Last week, Ted Cruz dismissed an entire group of Americans from running for president: atheists.
When asked if a fear in God is an important quality for president at the National Religious Liberties Conference in Iowa on Friday, Cruz said, "Any president who doesn't begin every day on his knees isn't fit to be commander in chief of this nation."
It's a bit weird that Cruz would dismiss an entire group of people from running for president because of their religious beliefs (or lack thereof) at a "religious liberties" conference. And it's actually unclear whether most Americans would agree with Cruz — and vote an atheist into the White House. Here's what the polling data says.
Most Americans say they would vote for an atheist
Americans hold relatively negative views toward atheists compared with other groups, but Gallup found in June that 58 percent would be willing to vote for an atheist for president.

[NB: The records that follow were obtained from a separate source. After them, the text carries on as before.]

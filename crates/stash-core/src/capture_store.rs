//! Local capture store: durable storage of [`PendingCapture`] records.
//!
//! Each capture is one JSON document under `pending-capture-<id>` in the
//! injected [`KvStore`]. The payload is base64-encoded next to its SHA-256
//! digest; a record that fails to decode or whose digest does not match is
//! treated as corrupted and skipped.
//!
//! No operation here returns an error. Storage failures are logged and
//! reported as an absent or empty result so callers never crash on a broken
//! local store.

use std::sync::Arc;

use anyhow::{bail, Context, Result};
use base64::engine::general_purpose::STANDARD as BASE64;
use base64::Engine;
use chrono::{DateTime, Utc};
use serde::{Deserialize, Serialize};
use sha2::{Digest, Sha256};
use tracing::{debug, warn};

use crate::models::{CaptureKind, CaptureStatus, PendingCapture};
use crate::store::KvStore;

/// Key prefix for pending-capture records.
pub const CAPTURE_KEY_PREFIX: &str = "pending-capture-";

/// On-disk shape of a capture record.
#[derive(Serialize, Deserialize)]
struct StoredCapture {
    id: String,
    kind: CaptureKind,
    payload: String,
    payload_sha256: String,
    #[serde(default)]
    selected_category: Option<String>,
    created_at: DateTime<Utc>,
    status: CaptureStatus,
}

fn capture_key(id: &str) -> String {
    format!("{}{}", CAPTURE_KEY_PREFIX, id)
}

fn payload_digest(payload: &[u8]) -> String {
    hex::encode(Sha256::digest(payload))
}

fn encode_capture(capture: &PendingCapture) -> Result<Vec<u8>> {
    let stored = StoredCapture {
        id: capture.id.clone(),
        kind: capture.kind,
        payload: BASE64.encode(&capture.payload),
        payload_sha256: payload_digest(&capture.payload),
        selected_category: capture.selected_category.clone(),
        created_at: capture.created_at,
        status: capture.status,
    };
    Ok(serde_json::to_vec(&stored)?)
}

fn decode_capture(bytes: &[u8]) -> Result<PendingCapture> {
    let stored: StoredCapture =
        serde_json::from_slice(bytes).context("capture record is not valid JSON")?;
    let payload = BASE64
        .decode(stored.payload.as_bytes())
        .context("capture payload is not valid base64")?;
    if payload_digest(&payload) != stored.payload_sha256 {
        bail!("capture {} payload digest mismatch", stored.id);
    }
    Ok(PendingCapture {
        id: stored.id,
        kind: stored.kind,
        payload,
        selected_category: stored.selected_category,
        created_at: stored.created_at,
        status: stored.status,
    })
}

/// Persistence of pending captures over a [`KvStore`].
#[derive(Clone)]
pub struct CaptureStore {
    kv: Arc<dyn KvStore>,
}

impl CaptureStore {
    pub fn new(kv: Arc<dyn KvStore>) -> Self {
        Self { kv }
    }

    /// Insert or overwrite a capture by id. Returns `false` if the write failed.
    pub async fn save(&self, capture: &PendingCapture) -> bool {
        let result = match encode_capture(capture) {
            Ok(bytes) => self.kv.set(&capture_key(&capture.id), &bytes).await,
            Err(e) => Err(e),
        };
        match result {
            Ok(()) => {
                debug!(id = %capture.id, status = %capture.status, "saved capture");
                true
            }
            Err(e) => {
                warn!(id = %capture.id, error = %e, "failed to save capture");
                false
            }
        }
    }

    /// Fetch one capture. Missing, unreadable, and corrupted records are all `None`.
    pub async fn get(&self, id: &str) -> Option<PendingCapture> {
        match self.kv.get(&capture_key(id)).await {
            Ok(Some(bytes)) => match decode_capture(&bytes) {
                Ok(capture) => Some(capture),
                Err(e) => {
                    warn!(id, error = %e, "skipping corrupted capture record");
                    None
                }
            },
            Ok(None) => None,
            Err(e) => {
                warn!(id, error = %e, "failed to read capture");
                None
            }
        }
    }

    /// Remove a capture. Removing an absent id is a successful no-op.
    pub async fn delete(&self, id: &str) -> bool {
        match self.kv.delete(&capture_key(id)).await {
            Ok(()) => true,
            Err(e) => {
                warn!(id, error = %e, "failed to delete capture");
                false
            }
        }
    }

    /// All readable captures, newest first. Empty on storage failure.
    pub async fn list_all(&self) -> Vec<PendingCapture> {
        match self.try_list_all().await {
            Ok(captures) => captures,
            Err(e) => {
                warn!(error = %e, "failed to list captures");
                Vec::new()
            }
        }
    }

    async fn try_list_all(&self) -> Result<Vec<PendingCapture>> {
        let keys = self.kv.keys(CAPTURE_KEY_PREFIX).await?;
        let mut captures = Vec::with_capacity(keys.len());
        for key in keys {
            // A key can vanish between listing and reading.
            let Some(bytes) = self.kv.get(&key).await? else {
                continue;
            };
            match decode_capture(&bytes) {
                Ok(capture) => captures.push(capture),
                Err(e) => warn!(key = %key, error = %e, "skipping corrupted capture record"),
            }
        }
        captures.sort_by(|a, b| b.created_at.cmp(&a.created_at));
        Ok(captures)
    }

    /// Number of readable captures, matching `list_all().len()`.
    ///
    /// Corrupted records are not counted. Zero on storage failure.
    pub async fn count(&self) -> usize {
        self.list_all().await.len()
    }

    /// Set the status of an existing capture.
    ///
    /// Returns `false` when the capture does not exist or the write failed.
    pub async fn update_status(&self, id: &str, status: CaptureStatus) -> bool {
        match self.get(id).await {
            Some(mut capture) => {
                capture.status = status;
                self.save(&capture).await
            }
            None => false,
        }
    }
}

Only socialists placed below atheists, with all other groups — including Muslims and gay people — higher:
The results put atheists at the bottom but suggest that a slight majority of Americans disagree with Cruz's comments.
Still, that doesn't necessarily mean that an atheist could run for office and win. Saying that you're willing to vote for an atheist is quite different from actually doing it. And Gallup polled US adults — it's unclear whether all of these respondents would all actually vote.
Atheists are among the least respected religious groups
Other data also suggests that many Americans highly disapprove of atheists. As the Pew Research Center found in 2014, Americans on average have relatively cold and negative feelings about atheists — almost as negative as what Pew found for Muslims:
So even though Americans may be willing to vote for an atheist, it's likely a candidate's atheism would weigh him or her down.